Task prompt:
Work through the lines of the material below, note those with the word "description", and give their number, nothing else.

Material supplied:
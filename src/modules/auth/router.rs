use axum::{Router, routing::post};

use super::controller::login;
use crate::state::AppState;

pub fn init_auth_router() -> Router<AppState> {
    Router::new().route("/login", post(login))
}
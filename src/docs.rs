use utoipa::openapi::security::{HttpAuthScheme, HttpBuilder, SecurityScheme};
use utoipa::{Modify, OpenApi};

use crate::modules::auth::controller::ErrorResponse;
use crate::router::HealthResponse;
use rollcall_models::{
    AttendanceEntry, AttendanceRecord, AttendanceStatus, AttendanceSubmission, Class, Level,
    LoginRequest, LoginResponse, Session, Stream, Student, SubmissionResponse, Teacher,
};

#[derive(OpenApi)]
#[openapi(
    paths(
        crate::router::health,
        crate::modules::auth::controller::login,
        crate::modules::teachers::controller::get_profile,
        crate::modules::classes::controller::list_classes,
        crate::modules::classes::controller::get_class,
        crate::modules::classes::controller::list_students,
        crate::modules::attendance::controller::get_attendance,
        crate::modules::attendance::controller::submit_attendance,
    ),
    components(
        schemas(
            Teacher,
            LoginRequest,
            LoginResponse,
            Class,
            Student,
            Level,
            Stream,
            Session,
            AttendanceStatus,
            AttendanceRecord,
            AttendanceEntry,
            AttendanceSubmission,
            SubmissionResponse,
            ErrorResponse,
            HealthResponse,
        )
    ),
    modifiers(&SecurityAddon),
    tags(
        (name = "Authentication", description = "Teacher login"),
        (name = "Teachers", description = "Teacher profile"),
        (name = "Classes", description = "Classes and rosters owned by the caller"),
        (name = "Attendance", description = "Per-session attendance records"),
        (name = "Health", description = "Liveness probe")
    ),
    info(
        title = "Rollcall API",
        version = "0.1.0",
        description = "Classroom attendance tracking: teachers log in, browse their classes and students, and record attendance per session.",
        license(
            name = "MIT"
        )
    )
)]
pub struct ApiDoc;

struct SecurityAddon;

impl Modify for SecurityAddon {
    fn modify(&self, openapi: &mut utoipa::openapi::OpenApi) {
        if let Some(components) = openapi.components.as_mut() {
            components.add_security_scheme(
                "bearer_auth",
                SecurityScheme::Http(
                    HttpBuilder::new()
                        .scheme(HttpAuthScheme::Bearer)
                        .bearer_format("JWT")
                        .build(),
                ),
            )
        }
    }
}

#[cfg(test)]
mod tests {
    use super::*;

    #[test]
    fn test_openapi_lists_attendance_paths() {
        let doc = ApiDoc::openapi();
        assert!(doc.paths.paths.contains_key("/api/auth/login"));
        assert!(doc.paths.paths.contains_key("/api/classes/{class_id}/attendance"));

        let components = doc.components.unwrap();
        assert!(components.security_schemes.contains_key("bearer_auth"));
    }
}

Response to this task:
6